ACQUISITION PC NETWORK DRIVE PROCESSING PC
(oaky-cokey/data/)
┌──────────────────┐
│ MATLAB experiment│
│ (.ufmf + LOG.mat)│
└────────┬─────────┘
v
┌──────────────────┐
│monitor_and_copy │
│ [acquired] │
│ [copied_to_net] ├──────> 0_unprocessed/
└──────────────────┘ │
│
└──────> ┌──────────────────┐
│monitor_and_track │
│ [tracked] │
1_tracked/ <───┤ │
└────────┬─────────┘
v
┌──────────────────┐
│daily_processing │
│ [processed] │
│ [synced_to_net] ├─┐
└──────────────────┘ │
v
2_processed/ <─────────────────────┘
exp_results/
exp_figures/
Pipeline stages
| Stage | Script | Machine | Description |
|---|---|---|---|
1. acquired |
monitor_and_copy.py |
Acquisition PC | Raw data detected on the rig |
2. copied_to_network |
monitor_and_copy.py |
Acquisition PC | Folder copied to network 0_unprocessed |
3. tracked |
monitor_and_track.py |
Processing PC | FlyTracker completed, trx.mat generated |
4. processed |
daily_processing.py |
Processing PC | MATLAB processing complete, results generated |
5. synced_to_network |
daily_processing.py |
Processing PC | Results, figures, and videos copied to network |
Network directory structure
All network directories reside on the Janelia network share at \\prfs.hhmi.org\reiserlab\oaky-cokey\.

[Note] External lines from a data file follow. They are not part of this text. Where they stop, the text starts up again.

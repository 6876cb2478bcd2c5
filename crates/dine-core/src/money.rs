//! # Money Module
//!
//! Provides the `Money` type for handling monetary values safely.
//!
//! ## Two Representations
//! ```text
//! ┌─────────────────────────────────────────────────────────────────────────┐
//! │  WHERE EACH REPRESENTATION IS USED                                      │
//! │                                                                         │
//! │  Money (integer cents)               Decimal (exact base-10)            │
//! │  ─────────────────────               ───────────────────────            │
//! │  • Menu item prices                  • Tax amount   ($2.8875)           │
//! │  • Subtotal (sum of prices)          • Tip amount                       │
//! │  • Rounded breakdown lines           • Total, per-person amount         │
//! │  • Equal-split shares                                                   │
//! │                                                                         │
//! │  Prices are entered in cents, so a sum of cents is exact.               │
//! │  A percentage of cents is not, so it stays a Decimal until displayed.   │
//! └─────────────────────────────────────────────────────────────────────────┘
//! ```
//!
//! ## Usage
//! ```rust
//! use dine_core::money::Money;
//!
//! let burger = Money::from_cents(1450); // $14.50
//! let fries = Money::from_cents(550);   // $5.50
//! let subtotal = burger + fries;
//! assert_eq!(subtotal.to_string(), "$20.00");
//! ```

use rust_decimal::{Decimal, RoundingStrategy};
use serde::{Deserialize, Serialize};
use std::fmt;
use std::iter::Sum;
use std::ops::{Add, AddAssign};
use ts_rs::TS;

// =============================================================================
// Money Type
// =============================================================================

/// Represents a monetary value in the smallest currency unit (cents for USD).
///
/// ## Design Decisions
/// - **i64 (signed)**: Allows negative values (e.g. a comped item)
/// - **Single field tuple struct**: Zero-cost abstraction over i64
/// - **Derives**: Full serde support for JSON serialization
#[derive(Debug, Clone, Copy, PartialEq, Eq, PartialOrd, Ord, Hash, Serialize, Deserialize, TS)]
#[ts(export)]
pub struct Money(i64);

impl Money {
    /// Creates a Money value from cents (the smallest currency unit).
    ///
    /// ## Example
    /// ```rust
    /// use dine_core::money::Money;
    ///
    /// let price = Money::from_cents(1099); // Represents $10.99
    /// assert_eq!(price.cents(), 1099);
    /// ```
    #[inline]
    pub const fn from_cents(cents: i64) -> Self {
        Money(cents)
    }

    /// Rounds an exact decimal amount (in dollars) to whole cents.
    ///
    /// Midpoints round away from zero (half-up), so $22.445 becomes $22.45
    /// and -$0.005 becomes -$0.01. Amounts beyond the i64 range saturate.
    ///
    /// ## Example
    /// ```rust
    /// use dine_core::money::Money;
    /// use rust_decimal::Decimal;
    ///
    /// let tax = Decimal::new(28875, 4); // 2.8875
    /// assert_eq!(Money::from_decimal_rounded(tax).cents(), 289);
    /// ```
    pub fn from_decimal_rounded(amount: Decimal) -> Self {
        let mut rounded = amount.round_dp_with_strategy(2, RoundingStrategy::MidpointAwayFromZero);
        rounded.rescale(2);
        let cents = rounded.mantissa();
        let cents = i64::try_from(cents).unwrap_or(if cents < 0 { i64::MIN } else { i64::MAX });
        Money(cents)
    }

    /// Returns the value in cents (smallest currency unit).
    #[inline]
    pub const fn cents(&self) -> i64 {
        self.0
    }

    /// Returns the major unit (dollars) portion.
    #[inline]
    pub const fn dollars(&self) -> i64 {
        self.0 / 100
    }

    /// Returns the minor unit (cents) portion (always 0-99).
    #[inline]
    pub const fn cents_part(&self) -> i64 {
        (self.0 % 100).abs()
    }

    /// Returns the exact value in dollars as a `Decimal` (scale 2).
    ///
    /// ## Example
    /// ```rust
    /// use dine_core::money::Money;
    /// use rust_decimal::Decimal;
    ///
    /// assert_eq!(Money::from_cents(3500).to_decimal(), Decimal::new(35, 0));
    /// ```
    #[inline]
    pub fn to_decimal(&self) -> Decimal {
        Decimal::new(self.0, 2)
    }

    /// Returns zero money value.
    #[inline]
    pub const fn zero() -> Self {
        Money(0)
    }

    /// Checks if the value is zero.
    #[inline]
    pub const fn is_zero(&self) -> bool {
        self.0 == 0
    }

    /// Divides the amount into `parts` cent-exact shares.
    ///
    /// ## Remainder Handling
    /// ```text
    /// ┌─────────────────────────────────────────────────────────────────────┐
    /// │  $10.00 split 3 ways                                                │
    /// │                                                                     │
    /// │  Naive:    333 + 333 + 333 = 999 cents   → 1 cent lost              │
    /// │  Here:     334 + 333 + 333 = 1000 cents  → nothing lost             │
    /// │                                                                     │
    /// │  The leftover cents go to the first diners, one each.              │
    /// └─────────────────────────────────────────────────────────────────────┘
    /// ```
    ///
    /// A `parts` value below 1 is treated as 1. The result describes the
    /// shares without materializing one entry per part.
    ///
    /// ## Example
    /// ```rust
    /// use dine_core::money::Money;
    ///
    /// let shares = Money::from_cents(1000).split_evenly(3);
    /// let cents: Vec<i64> = shares.iter().map(|m| m.cents()).collect();
    /// assert_eq!(cents, vec![334, 333, 333]);
    /// ```
    pub fn split_evenly(&self, parts: i64) -> EvenShares {
        let parts = parts.max(1);

        EvenShares {
            parts,
            base: Money(self.0.div_euclid(parts)),
            extra_cent_count: self.0.rem_euclid(parts),
        }
    }
}

// =============================================================================
// Even Shares
// =============================================================================

/// An amount divided into `parts` shares that differ by at most one cent.
///
/// The first `extra_cent_count` shares are `base + $0.01`, the rest are
/// `base`. Party sizes can be arbitrarily large, so shares are computed on
/// demand.
#[derive(Debug, Clone, Copy, PartialEq, Eq, Serialize, Deserialize, TS)]
#[ts(export)]
pub struct EvenShares {
    pub parts: i64,
    pub base: Money,
    pub extra_cent_count: i64,
}

impl EvenShares {
    /// The share paid by diner `index` (zero-based), if there is one.
    pub fn share(&self, index: i64) -> Option<Money> {
        (0..self.parts).contains(&index).then(|| self.share_unchecked(index))
    }

    /// All shares in diner order.
    pub fn iter(&self) -> impl Iterator<Item = Money> {
        let shares = *self;
        (0..shares.parts).map(move |i| shares.share_unchecked(i))
    }

    /// Sum of all shares; equals the divided amount.
    pub fn total(&self) -> Money {
        let total = i128::from(self.base.0) * i128::from(self.parts)
            + i128::from(self.extra_cent_count);
        Money(i64::try_from(total).unwrap_or(if total < 0 { i64::MIN } else { i64::MAX }))
    }

    fn share_unchecked(&self, index: i64) -> Money {
        if index < self.extra_cent_count {
            Money(self.base.0.saturating_add(1))
        } else {
            self.base
        }
    }
}

// =============================================================================
// Trait Implementations
// =============================================================================

/// Display implementation shows money in a human-readable format.
///
/// Used for the breakdown labels; the UI may re-format for localization.
impl fmt::Display for Money {
    fn fmt(&self, f: &mut fmt::Formatter<'_>) -> fmt::Result {
        let sign = if self.0 < 0 { "-" } else { "" };
        write!(
            f,
            "{}${}.{:02}",
            sign,
            self.dollars().abs(),
            self.cents_part()
        )
    }
}

impl Default for Money {
    fn default() -> Self {
        Money::zero()
    }
}

/// Addition saturates at the i64 limits instead of wrapping.
impl Add for Money {
    type Output = Self;

    #[inline]
    fn add(self, other: Self) -> Self {
        Money(self.0.saturating_add(other.0))
    }
}

impl AddAssign for Money {
    #[inline]
    fn add_assign(&mut self, other: Self) {
        *self = *self + other;
    }
}

/// Summing an iterator of prices gives the subtotal.
impl Sum for Money {
    fn sum<I: Iterator<Item = Money>>(iter: I) -> Self {
        iter.fold(Money::zero(), |mut acc, m| {
            acc += m;
            acc
        })
    }
}

// =============================================================================
// Unit Tests
// =============================================================================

| Directory | Contents | State |
|---|---|---|
data/0_unprocessed |
Raw experiment folders (.ufmf + LOG.mat + stamp_log) | Awaiting tracking |
data/1_tracked |
Tracked folders (+ trx.mat, feat.mat) | Awaiting processing |
data/2_processed |
Fully processed folders (+ MP4 videos) | Complete |
exp_results |
Result .mat files organised by protocol |
Analysis ready |
exp_figures/overview_figs |
Overview figures (PDF/PNG) | QC and review |
A folder is considered “complete” (ready to advance to the next stage) when it contains at least one .ufmf file, at least one .mat file, and a file whose name starts with stamp_log. This is checked by is_folder_complete() in the shared utilities module and ensures the experiment has finished writing all outputs before any copying or processing begins.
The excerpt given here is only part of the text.